Yesterday the House GOP leadership honked Governor Dennis Daugaard's nose and violated the state constitution. This can't end well.

The House passed Senate Bill 53 yesterday, but it wasn't really Senate Bill 53. The original SB 53 was a request from Governor Daugaard's Labor Department for $500,000 for the mostly failed New South Dakotan's program and the mall-tripping Dakota Roots program. Senate Appropriations amended that down to $1; the wiseguys in House Appropriations amended it up to $2. Such dollar-amendments happen as legislators say they're o.k. with a program but need to negotiate a final dollar figure in conference committee.

But then the full House got its hands on Senate Bill 53 and hoghoused it. Poof go New South Dakotans and Dakota Roots; in come four new appropriations, out of the blue:

  1. $1,000,000 to jump start the delayed Lewis and Clark Rural Water System;
  2. $500,000 to fund the Readiness and Environmental Protection and Integration (REPI) buffer program at Ellsworth Air Force Base under the Governor's Office of Economic Development.
  3. $464,000 to fund a shale research facility at the South Dakota School of Mines and Technology.
  4. $500,000 to improve airports.

Whatever the merits of these four surprise projects, all unvetted by the committee process, Senate Bill 53 now violates the South Dakota Constitution. Article 12, Section 2 says the only bill that can fund more than one project at a time is the general appropriations bill. "All other appropriations shall be made by separate bills, each embracing but one object, and shall require a two-thirds vote of all the members of each branch of the Legislature." Senate Bill 53 embraces four objects, different places, different functions.

The unconstitutional hoghouse failed to win two-thirds approval on its first go-round. Then after a motion to reconsider, seven legislators (Reps. Campbell, Craig, Ecklund, Kopp, Qualm, Verchio, and Werner) all suddenly decided violating the Constitution to spread out more election-year earmarks was a good thing, and SB 53 passed 49 to 20.

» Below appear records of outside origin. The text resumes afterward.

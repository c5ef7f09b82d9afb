use tracing::subscriber::set_global_default;
use tracing::Subscriber;
use tracing_bunyan_formatter::{BunyanFormattingLayer, JsonStorageLayer};
use tracing_log::LogTracer;
use tracing_subscriber::{layer::SubscriberExt, EnvFilter, Registry};

/// Bunyan formatted JSON logs on stdout. `RUST_LOG` overrides `env_filter`.
pub fn get_subscriber(name: String, env_filter: String) -> impl Subscriber + Send + Sync {
    let env_filter =
        EnvFilter::try_from_default_env().unwrap_or_else(|_| EnvFilter::new(env_filter));
    let formatting_layer = BunyanFormattingLayer::new(name, std::io::stdout);
    Registry::default()
        .with(env_filter)
        .with(JsonStorageLayer)
        .with(formatting_layer)
}

/// Must only be called once
pub fn init_subscriber(subscriber: impl Subscriber + Send + Sync) {
    LogTracer::init().expect("Failed to set logger");
    set_global_default(subscriber).expect("Failed to set subscriber");
}
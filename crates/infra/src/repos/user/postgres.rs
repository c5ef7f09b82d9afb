use super::IUserRepo;
use sqlx::{types::Uuid, FromRow, PgPool};
use tracing::error;
use workflowgo_domain::{User, UserPreferences, ID};

pub struct PostgresUserRepo {
    pool: PgPool,
}

impl PostgresUserRepo {
    pub fn new(pool: PgPool) -> Self {
        Self { pool }
    }
}

#[derive(Debug, FromRow)]
struct UserRaw {
    user_uid: Uuid,
    name: String,
    email: String,
    notifications_enabled: bool,
    reminder_time: Option<String>,
}

impl From<UserRaw> for User {
    fn from(raw: UserRaw) -> Self {
        Self {
            id: raw.user_uid.into(),
            name: raw.name,
            email: raw.email,
            preferences: UserPreferences {
                notifications_enabled: raw.notifications_enabled,
                reminder_time: raw.reminder_time,
            },
        }
    }
}

#[async_trait::async_trait]
impl IUserRepo for PostgresUserRepo {
    async fn insert(&self, user: &User) -> anyhow::Result<()> {
        sqlx::query(
            r#"
            INSERT INTO users(user_uid, name, email, notifications_enabled, reminder_time)
            VALUES($1, $2, $3, $4, $5)
            "#,
        )
        .bind(*user.id.inner_ref())
        .bind(&user.name)
        .bind(&user.email)
        .bind(user.preferences.notifications_enabled)
        .bind(&user.preferences.reminder_time)
        .execute(&self.pool)
        .await?;

        Ok(())
    }

    async fn save(&self, user: &User) -> anyhow::Result<()> {
        sqlx::query(
            r#"
            UPDATE users
            SET name = $2,
            email = $3,
            notifications_enabled = $4,
            reminder_time = $5
            WHERE user_uid = $1
            "#,
        )
        .bind(*user.id.inner_ref())
        .bind(&user.name)
        .bind(&user.email)
        .bind(user.preferences.notifications_enabled)
        .bind(&user.preferences.reminder_time)
        .execute(&self.pool)
        .await?;

        Ok(())
    }

    async fn delete(&self, user_id: &ID) -> Option<User> {
        match sqlx::query_as::<_, UserRaw>(
            r#"
            DELETE FROM users AS u
            WHERE u.user_uid = $1
            RETURNING *
            "#,
        )
        .bind(*user_id.inner_ref())
        .fetch_optional(&self.pool)
        .await
        {
            Ok(user) => user.map(|u| u.into()),
            Err(e) => {
                error!("Unable to delete user {}: {:?}", user_id, e);
                None
            }
        }
    }

    async fn find(&self, user_id: &ID) -> Option<User> {
        match sqlx::query_as::<_, UserRaw>(
            r#"
            SELECT * FROM users AS u
            WHERE u.user_uid = $1
            "#,
        )
        .bind(*user_id.inner_ref())
        .fetch_optional(&self.pool)
        .await
        {
            Ok(user) => user.map(|u| u.into()),
            Err(e) => {
                error!("Unable to find user {}: {:?}", user_id, e);
                None
            }
        }
    }

    async fn find_all(&self) -> anyhow::Result<Vec<User>> {
        let users = sqlx::query_as::<_, UserRaw>("SELECT * FROM users")
            .fetch_all(&self.pool)
            .await?;

        Ok(users.into_iter().map(|u| u.into()).collect())
    }
}
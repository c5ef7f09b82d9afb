mod cleanup_interview_reminders;
mod dispatch_interview_reminder;
mod send_interview_reminders;

pub use cleanup_interview_reminders::CleanupInterviewRemindersUseCase;
pub use dispatch_interview_reminder::dispatch_interview_reminder;
pub use send_interview_reminders::{SendInterviewRemindersUseCase, SendRemindersSummary};
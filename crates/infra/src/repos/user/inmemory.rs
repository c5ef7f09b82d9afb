use super::IUserRepo;
use crate::repos::shared::inmemory_repo::*;
use std::sync::Mutex;
use workflowgo_domain::{User, ID};

pub struct InMemoryUserRepo {
    users: Mutex<Vec<User>>,
}

impl InMemoryUserRepo {
    pub fn new() -> Self {
        Self {
            users: Mutex::new(vec![]),
        }
    }
}

#[async_trait::async_trait]
impl IUserRepo for InMemoryUserRepo {
    async fn insert(&self, user: &User) -> anyhow::Result<()> {
        insert(user, &self.users);
        Ok(())
    }

    async fn save(&self, user: &User) -> anyhow::Result<()> {
        save(user, &self.users);
        Ok(())
    }

    async fn delete(&self, user_id: &ID) -> Option<User> {
        delete(user_id, &self.users)
    }

    async fn find(&self, user_id: &ID) -> Option<User> {
        find(user_id, &self.users)
    }

    async fn find_all(&self) -> anyhow::Result<Vec<User>> {
        Ok(find_by(&self.users, |_| true))
    }
}
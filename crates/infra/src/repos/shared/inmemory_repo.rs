use std::sync::{Mutex, MutexGuard, PoisonError};
use workflowgo_domain::{Entity, ID};

/// Useful functions for creating inmemory repositories

fn lock<T>(collection: &Mutex<Vec<T>>) -> MutexGuard<'_, Vec<T>> {
    collection.lock().unwrap_or_else(PoisonError::into_inner)
}

pub fn insert<T: Clone>(val: &T, collection: &Mutex<Vec<T>>) {
    lock(collection).push(val.clone());
}

pub fn save<T: Clone + Entity>(val: &T, collection: &Mutex<Vec<T>>) {
    let mut collection = lock(collection);
    if let Some(existing) = collection.iter_mut().find(|e| e.id() == val.id()) {
        *existing = val.clone();
    }
}

pub fn find<T: Clone + Entity>(val_id: &ID, collection: &Mutex<Vec<T>>) -> Option<T> {
    lock(collection).iter().find(|e| e.id() == val_id).cloned()
}

pub fn find_by<T: Clone, F: FnMut(&T) -> bool>(collection: &Mutex<Vec<T>>, mut compare: F) -> Vec<T> {
    lock(collection)
        .iter()
        .filter(|item| compare(item))
        .cloned()
        .collect()
}

pub fn delete<T: Entity>(val_id: &ID, collection: &Mutex<Vec<T>>) -> Option<T> {
    let mut collection = lock(collection);
    let index = collection.iter().position(|e| e.id() == val_id)?;
    Some(collection.remove(index))
}

/// Returns the number of updated items
pub fn update_many<T, F: Fn(&T) -> bool, U: Fn(&mut T)>(
    collection: &Mutex<Vec<T>>,
    compare: F,
    update: U,
) -> usize {
    let mut collection = lock(collection);
    let mut updated = 0;
    for item in collection.iter_mut() {
        if compare(item) {
            update(item);
            updated += 1;
        }
    }
    updated
}
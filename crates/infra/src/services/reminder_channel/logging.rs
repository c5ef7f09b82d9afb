use super::{user_destination, IReminderChannel};
use tracing::info;
use workflowgo_domain::{ClientMessage, ID};

/// Used when no webhook is configured, deliveries only end up in the logs
pub struct LogReminderChannel;

#[async_trait::async_trait]
impl IReminderChannel for LogReminderChannel {
    async fn deliver(&self, user_id: &ID, message: &ClientMessage) -> anyhow::Result<()> {
        match message {
            ClientMessage::InterviewReminder(payload) => info!(
                "Interview reminder for {} ({}): {}",
                user_destination(user_id),
                payload.reminder_label,
                payload.title
            ),
        }
        Ok(())
    }
}
mod interview;
mod notification;
mod shared;
mod user;

pub use interview::IInterviewRepo;
use interview::{InMemoryInterviewRepo, PostgresInterviewRepo};
pub use notification::INotificationRepo;
use notification::{InMemoryNotificationRepo, PostgresNotificationRepo};
use sqlx::postgres::PgPoolOptions;
use std::sync::Arc;
use tracing::info;
pub use user::IUserRepo;
use user::{InMemoryUserRepo, PostgresUserRepo};

#[derive(Clone)]
pub struct Repos {
    pub users: Arc<dyn IUserRepo>,
    pub interviews: Arc<dyn IInterviewRepo>,
    pub notifications: Arc<dyn INotificationRepo>,
}

impl Repos {
    pub async fn create_postgres(connection_string: &str) -> anyhow::Result<Self> {
        info!("DB CHECKING CONNECTION ...");
        let pool = PgPoolOptions::new()
            .max_connections(5)
            .connect(connection_string)
            .await?;
        info!("DB CHECKING CONNECTION ... [done]");

        sqlx::migrate!().run(&pool).await?;

        Ok(Self {
            users: Arc::new(PostgresUserRepo::new(pool.clone())),
            interviews: Arc::new(PostgresInterviewRepo::new(pool.clone())),
            notifications: Arc::new(PostgresNotificationRepo::new(pool)),
        })
    }

    pub fn create_inmemory() -> Self {
        Self {
            users: Arc::new(InMemoryUserRepo::new()),
            interviews: Arc::new(InMemoryInterviewRepo::new()),
            notifications: Arc::new(InMemoryNotificationRepo::new()),
        }
    }
}
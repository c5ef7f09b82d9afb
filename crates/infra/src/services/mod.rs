mod reminder_channel;

pub use reminder_channel::{
    IReminderChannel, InMemoryReminderChannel, LogReminderChannel, WebhookReminderChannel,
    WEBHOOK_KEY_HEADER,
};
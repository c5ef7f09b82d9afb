mod inmemory;
mod logging;
mod webhook;

pub use inmemory::InMemoryReminderChannel;
pub use logging::LogReminderChannel;
pub use webhook::{WebhookReminderChannel, WEBHOOK_KEY_HEADER};
use workflowgo_domain::{ClientMessage, ID};

/// Delivers a `ClientMessage` to the connected clients of a `User`
#[async_trait::async_trait]
pub trait IReminderChannel: Send + Sync {
    async fn deliver(&self, user_id: &ID, message: &ClientMessage) -> anyhow::Result<()>;
}

/// Per user destination on the receiving side
fn user_destination(user_id: &ID) -> String {
    format!("/queue/user.{}", user_id)
}
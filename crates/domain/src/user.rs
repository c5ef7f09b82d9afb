use crate::{
    reminder::ReminderLeadTime,
    shared::entity::{Entity, ID},
};
use serde::{Deserialize, Serialize};

#[derive(Debug, Clone)]
pub struct User {
    pub id: ID,
    pub name: String,
    pub email: String,
    pub preferences: UserPreferences,
}

impl User {
    pub fn new(name: impl Into<String>, email: impl Into<String>) -> Self {
        Self {
            id: Default::default(),
            name: name.into(),
            email: email.into(),
            preferences: Default::default(),
        }
    }
}

impl Entity for User {
    fn id(&self) -> &ID {
        &self.id
    }
}

/// Notification settings of a `User`
#[derive(Debug, Clone, PartialEq, Serialize, Deserialize)]
#[serde(rename_all = "camelCase")]
pub struct UserPreferences {
    pub notifications_enabled: bool,
    /// Lead time token, see `ReminderLeadTime::from_token`
    #[serde(default)]
    pub reminder_time: Option<String>,
}

impl UserPreferences {
    pub fn reminder_lead_time(&self) -> ReminderLeadTime {
        ReminderLeadTime::from_token(self.reminder_time.as_deref())
    }
}

impl Default for UserPreferences {
    fn default() -> Self {
        Self {
            notifications_enabled: true,
            reminder_time: None,
        }
    }
}
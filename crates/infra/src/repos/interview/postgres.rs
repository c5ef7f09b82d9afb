use super::IInterviewRepo;
use sqlx::{types::Uuid, FromRow, PgPool};
use tracing::error;
use workflowgo_domain::{Interview, ID};

pub struct PostgresInterviewRepo {
    pool: PgPool,
}

impl PostgresInterviewRepo {
    pub fn new(pool: PgPool) -> Self {
        Self { pool }
    }
}

#[derive(Debug, FromRow)]
struct InterviewRaw {
    interview_uid: Uuid,
    user_uid: Uuid,
    company_name: String,
    position: String,
    scheduled_date: String,
    scheduled_time: String,
    interview_type: String,
    status: String,
    location: Option<String>,
}

impl From<InterviewRaw> for Interview {
    fn from(raw: InterviewRaw) -> Self {
        Self {
            id: raw.interview_uid.into(),
            user_id: raw.user_uid.into(),
            company_name: raw.company_name,
            position: raw.position,
            date: raw.scheduled_date,
            time: raw.scheduled_time,
            // Unknown labels should not hide the interview from reminders
            interview_type: raw.interview_type.parse().unwrap_or_default(),
            status: raw.status.parse().unwrap_or_default(),
            location: raw.location,
        }
    }
}

#[async_trait::async_trait]
impl IInterviewRepo for PostgresInterviewRepo {
    async fn insert(&self, interview: &Interview) -> anyhow::Result<()> {
        sqlx::query(
            r#"
            INSERT INTO interviews(interview_uid, user_uid, company_name, position, scheduled_date, scheduled_time, interview_type, status, location)
            VALUES($1, $2, $3, $4, $5, $6, $7, $8, $9)
            "#,
        )
        .bind(*interview.id.inner_ref())
        .bind(*interview.user_id.inner_ref())
        .bind(&interview.company_name)
        .bind(&interview.position)
        .bind(&interview.date)
        .bind(&interview.time)
        .bind(interview.interview_type.as_str())
        .bind(interview.status.as_str())
        .bind(&interview.location)
        .execute(&self.pool)
        .await?;

        Ok(())
    }

    async fn save(&self, interview: &Interview) -> anyhow::Result<()> {
        sqlx::query(
            r#"
            UPDATE interviews
            SET company_name = $2,
            position = $3,
            scheduled_date = $4,
            scheduled_time = $5,
            interview_type = $6,
            status = $7,
            location = $8
            WHERE interview_uid = $1
            "#,
        )
        .bind(*interview.id.inner_ref())
        .bind(&interview.company_name)
        .bind(&interview.position)
        .bind(&interview.date)
        .bind(&interview.time)
        .bind(interview.interview_type.as_str())
        .bind(interview.status.as_str())
        .bind(&interview.location)
        .execute(&self.pool)
        .await?;

        Ok(())
    }

    async fn delete(&self, interview_id: &ID) -> Option<Interview> {
        match sqlx::query_as::<_, InterviewRaw>(
            r#"
            DELETE FROM interviews AS i
            WHERE i.interview_uid = $1
            RETURNING *
            "#,
        )
        .bind(*interview_id.inner_ref())
        .fetch_optional(&self.pool)
        .await
        {
            Ok(interview) => interview.map(|i| i.into()),
            Err(e) => {
                error!("Unable to delete interview {}: {:?}", interview_id, e);
                None
            }
        }
    }

    async fn find(&self, interview_id: &ID) -> Option<Interview> {
        match sqlx::query_as::<_, InterviewRaw>(
            r#"
            SELECT * FROM interviews AS i
            WHERE i.interview_uid = $1
            "#,
        )
        .bind(*interview_id.inner_ref())
        .fetch_optional(&self.pool)
        .await
        {
            Ok(interview) => interview.map(|i| i.into()),
            Err(e) => {
                error!("Unable to find interview {}: {:?}", interview_id, e);
                None
            }
        }
    }

    async fn find_by_user(&self, user_id: &ID) -> anyhow::Result<Vec<Interview>> {
        let interviews = sqlx::query_as::<_, InterviewRaw>(
            r#"
            SELECT * FROM interviews AS i
            WHERE i.user_uid = $1
            "#,
        )
        .bind(*user_id.inner_ref())
        .fetch_all(&self.pool)
        .await?;

        Ok(interviews.into_iter().map(|i| i.into()).collect())
    }
}
use chrono::{DateTime, TimeZone, Utc};
use std::sync::atomic::{AtomicI64, Ordering};
use std::sync::Arc;
use workflowgo_domain::{Interview, ReminderTimezone, User};
use workflowgo_infra::{AppContext, ISys, InMemoryReminderChannel};

/// Clock that only moves when told to
pub struct MockSys {
    now: AtomicI64,
}

impl MockSys {
    pub fn new(now: DateTime<Utc>) -> Self {
        Self {
            now: AtomicI64::new(now.timestamp_millis()),
        }
    }

    pub fn set(&self, now: DateTime<Utc>) {
        self.now.store(now.timestamp_millis(), Ordering::SeqCst);
    }
}

impl ISys for MockSys {
    fn get_timestamp_millis(&self) -> i64 {
        self.now.load(Ordering::SeqCst)
    }
}

pub struct TestContext {
    pub ctx: AppContext,
    pub sys: Arc<MockSys>,
    pub channel: Arc<InMemoryReminderChannel>,
}

pub fn at(hour: u32, minute: u32) -> DateTime<Utc> {
    Utc.with_ymd_and_hms(2024, 3, 5, hour, minute, 0).unwrap()
}

pub const INTERVIEW_DATE: &str = "2024-03-05";

pub fn setup(now: DateTime<Utc>) -> TestContext {
    let mut ctx = AppContext::create_inmemory();
    let sys = Arc::new(MockSys::new(now));
    let channel = Arc::new(InMemoryReminderChannel::new());
    ctx.sys = sys.clone();
    ctx.reminder_channel = channel.clone();
    ctx.config.timezone = ReminderTimezone::Named(chrono_tz::UTC);

    TestContext { ctx, sys, channel }
}

pub async fn insert_user(ctx: &AppContext, reminder_time: Option<&str>, notifications_enabled: bool) -> User {
    let mut user = User::new("Ada", "ada@example.com");
    user.preferences.reminder_time = reminder_time.map(String::from);
    user.preferences.notifications_enabled = notifications_enabled;
    ctx.repos.users.insert(&user).await.unwrap();
    user
}

pub async fn insert_interview(ctx: &AppContext, user: &User, company: &str, time: &str) -> Interview {
    let interview = Interview::new(user.id.clone(), company, "Backend Engineer", INTERVIEW_DATE, time);
    ctx.repos.interviews.insert(&interview).await.unwrap();
    interview
}
mod inmemory;
mod postgres;

pub use inmemory::InMemoryNotificationRepo;
pub use postgres::PostgresNotificationRepo;
use workflowgo_domain::{Notification, ID};

#[async_trait::async_trait]
pub trait INotificationRepo: Send + Sync {
    async fn insert(&self, notification: &Notification) -> anyhow::Result<()>;
    async fn find(&self, notification_id: &ID) -> Option<Notification>;
    /// Newest first
    async fn find_by_user(&self, user_id: &ID) -> anyhow::Result<Vec<Notification>>;
    async fn count_unread(&self, user_id: &ID) -> anyhow::Result<i64>;
    async fn mark_as_read(&self, notification_id: &ID) -> anyhow::Result<()>;
    async fn mark_all_as_read(&self, user_id: &ID) -> anyhow::Result<()>;
    async fn delete(&self, notification_id: &ID) -> Option<Notification>;
}
use super::IReminderChannel;
use std::sync::atomic::{AtomicBool, Ordering};
use std::sync::{Mutex, PoisonError};
use workflowgo_domain::{ClientMessage, ID};

/// Keeps every delivered message in memory. Can be told to fail in order to
/// simulate an unreachable client.
#[derive(Default)]
pub struct InMemoryReminderChannel {
    deliveries: Mutex<Vec<(ID, ClientMessage)>>,
    failing: AtomicBool,
}

impl InMemoryReminderChannel {
    pub fn new() -> Self {
        Default::default()
    }

    pub fn set_failing(&self, failing: bool) {
        self.failing.store(failing, Ordering::SeqCst);
    }

    pub fn deliveries(&self) -> Vec<(ID, ClientMessage)> {
        self.deliveries
            .lock()
            .unwrap_or_else(PoisonError::into_inner)
            .clone()
    }
}

#[async_trait::async_trait]
impl IReminderChannel for InMemoryReminderChannel {
    async fn deliver(&self, user_id: &ID, message: &ClientMessage) -> anyhow::Result<()> {
        if self.failing.load(Ordering::SeqCst) {
            anyhow::bail!("Client of user {} is not reachable", user_id);
        }
        self.deliveries
            .lock()
            .unwrap_or_else(PoisonError::into_inner)
            .push((user_id.clone(), message.clone()));
        Ok(())
    }
}

#[cfg(test)]
mod tests {
    use super::*;
    use workflowgo_domain::{Interview, InterviewReminderPayload, Notification};

    fn message(user_id: &ID) -> ClientMessage {
        let interview = Interview::new(user_id.clone(), "Acme", "Engineer", "2024-03-05", "15:00");
        let notification = Notification::interview_reminder(user_id.clone(), &interview.summary(), 0);
        ClientMessage::InterviewReminder(InterviewReminderPayload::new(
            interview.summary(),
            "30 minutes",
            notification,
        ))
    }

    #[tokio::test]
    async fn it_records_deliveries_until_failing() {
        let channel = InMemoryReminderChannel::new();
        let user_id = ID::new();

        channel.deliver(&user_id, &message(&user_id)).await.unwrap();
        assert_eq!(channel.deliveries().len(), 1);
        assert_eq!(channel.deliveries()[0].0, user_id);

        channel.set_failing(true);
        assert!(channel.deliver(&user_id, &message(&user_id)).await.is_err());
        assert_eq!(channel.deliveries().len(), 1);
    }
}
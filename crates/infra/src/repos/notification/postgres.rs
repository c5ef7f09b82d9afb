use super::INotificationRepo;
use sqlx::{types::Uuid, FromRow, PgPool};
use tracing::error;
use workflowgo_domain::{Notification, ID};

pub struct PostgresNotificationRepo {
    pool: PgPool,
}

impl PostgresNotificationRepo {
    pub fn new(pool: PgPool) -> Self {
        Self { pool }
    }
}

#[derive(Debug, FromRow)]
struct NotificationRaw {
    notification_uid: Uuid,
    user_uid: Uuid,
    title: String,
    message: String,
    kind: String,
    is_read: bool,
    created: i64,
    related_entity_id: Option<String>,
    related_entity_type: Option<String>,
}

impl TryFrom<NotificationRaw> for Notification {
    type Error = anyhow::Error;

    fn try_from(raw: NotificationRaw) -> anyhow::Result<Self> {
        let related_entity_type = match raw.related_entity_type {
            Some(entity_type) => Some(entity_type.parse()?),
            None => None,
        };
        Ok(Self {
            id: raw.notification_uid.into(),
            user_id: raw.user_uid.into(),
            title: raw.title,
            message: raw.message,
            kind: raw.kind.parse()?,
            is_read: raw.is_read,
            created_at: raw.created,
            related_entity_id: raw.related_entity_id,
            related_entity_type,
        })
    }
}

fn into_notification(raw: NotificationRaw) -> Option<Notification> {
    let notification_uid = raw.notification_uid;
    match Notification::try_from(raw) {
        Ok(notification) => Some(notification),
        Err(e) => {
            error!("Malformed notification {}: {:?}", notification_uid, e);
            None
        }
    }
}

#[async_trait::async_trait]
impl INotificationRepo for PostgresNotificationRepo {
    async fn insert(&self, notification: &Notification) -> anyhow::Result<()> {
        sqlx::query(
            r#"
            INSERT INTO notifications(notification_uid, user_uid, title, message, kind, is_read, created, related_entity_id, related_entity_type)
            VALUES($1, $2, $3, $4, $5, $6, $7, $8, $9)
            "#,
        )
        .bind(*notification.id.inner_ref())
        .bind(*notification.user_id.inner_ref())
        .bind(&notification.title)
        .bind(&notification.message)
        .bind(notification.kind.as_str())
        .bind(notification.is_read)
        .bind(notification.created_at)
        .bind(&notification.related_entity_id)
        .bind(notification.related_entity_type.map(|t| t.as_str()))
        .execute(&self.pool)
        .await?;

        Ok(())
    }

    async fn find(&self, notification_id: &ID) -> Option<Notification> {
        match sqlx::query_as::<_, NotificationRaw>(
            r#"
            SELECT * FROM notifications AS n
            WHERE n.notification_uid = $1
            "#,
        )
        .bind(*notification_id.inner_ref())
        .fetch_optional(&self.pool)
        .await
        {
            Ok(notification) => notification.and_then(into_notification),
            Err(e) => {
                error!("Unable to find notification {}: {:?}", notification_id, e);
                None
            }
        }
    }

    async fn find_by_user(&self, user_id: &ID) -> anyhow::Result<Vec<Notification>> {
        let notifications = sqlx::query_as::<_, NotificationRaw>(
            r#"
            SELECT * FROM notifications AS n
            WHERE n.user_uid = $1
            ORDER BY n.created DESC
            "#,
        )
        .bind(*user_id.inner_ref())
        .fetch_all(&self.pool)
        .await?;

        Ok(notifications
            .into_iter()
            .filter_map(into_notification)
            .collect())
    }

    async fn count_unread(&self, user_id: &ID) -> anyhow::Result<i64> {
        let count: i64 = sqlx::query_scalar(
            r#"
            SELECT COUNT(*) FROM notifications AS n
            WHERE n.user_uid = $1 AND n.is_read = FALSE
            "#,
        )
        .bind(*user_id.inner_ref())
        .fetch_one(&self.pool)
        .await?;

        Ok(count)
    }

    async fn mark_as_read(&self, notification_id: &ID) -> anyhow::Result<()> {
        sqlx::query("UPDATE notifications SET is_read = TRUE WHERE notification_uid = $1")
            .bind(*notification_id.inner_ref())
            .execute(&self.pool)
            .await?;

        Ok(())
    }

    async fn mark_all_as_read(&self, user_id: &ID) -> anyhow::Result<()> {
        sqlx::query("UPDATE notifications SET is_read = TRUE WHERE user_uid = $1")
            .bind(*user_id.inner_ref())
            .execute(&self.pool)
            .await?;

        Ok(())
    }

    async fn delete(&self, notification_id: &ID) -> Option<Notification> {
        match sqlx::query_as::<_, NotificationRaw>(
            r#"
            DELETE FROM notifications AS n
            WHERE n.notification_uid = $1
            RETURNING *
            "#,
        )
        .bind(*notification_id.inner_ref())
        .fetch_optional(&self.pool)
        .await
        {
            Ok(notification) => notification.and_then(into_notification),
            Err(e) => {
                error!("Unable to delete notification {}: {:?}", notification_id, e);
                None
            }
        }
    }
}
use std::collections::HashSet;
use std::sync::{Mutex, MutexGuard, PoisonError};
use workflowgo_domain::TrackedReminderKey;

/// Remembers which interview reminders have already been delivered so that
/// every (user, interview) pair is reminded at most once.
///
/// Shared between the send reminders job and the cleanup job. Nothing is
/// persisted, a restart forgets every delivered reminder.
#[derive(Debug, Default)]
pub struct NotifiedReminders {
    keys: Mutex<HashSet<TrackedReminderKey>>,
}

impl NotifiedReminders {
    pub fn new() -> Self {
        Default::default()
    }

    // The set stays valid even if a holder panicked, every operation is a
    // single insert, lookup or removal.
    fn keys(&self) -> MutexGuard<'_, HashSet<TrackedReminderKey>> {
        self.keys.lock().unwrap_or_else(PoisonError::into_inner)
    }

    /// Returns `true` if the key was not tracked before
    pub fn add(&self, key: TrackedReminderKey) -> bool {
        self.keys().insert(key)
    }

    pub fn contains(&self, key: &TrackedReminderKey) -> bool {
        self.keys().contains(key)
    }

    /// Returns `true` if the key was tracked
    pub fn remove(&self, key: &TrackedReminderKey) -> bool {
        self.keys().remove(key)
    }

    pub fn len(&self) -> usize {
        self.keys().len()
    }

    pub fn is_empty(&self) -> bool {
        self.keys().is_empty()
    }
}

I know you legislators are getting tired and cranky and stressed over having left so much work until the last minute. But your procrastination does not permit placing the hoghouse above the state constitution. You want to fund four emergency projects? You're going to have to hoghouse four separate bills, the way you've had to all session to build a highway patrol facility in Rapid City, work on the Hot Springs veterans home, and remodel the House Chambers. You have to do four different bills the same way you've required the Board of Regents to come to you with four different bills to fund four different projects on one campus (SDUS: See SB 15, SB 16, SB 17, and SB 20).

The constitution matters. The Legislature must follow it. If the conference committee can't embrace the constitution, let's hope the Governor will with his veto pen. Even if he vetoes Senate Bill 53 purely out of personal pique over the House's rejection of his pet economic development programs, that veto would defend the constitution from greedy, sloppy legislating.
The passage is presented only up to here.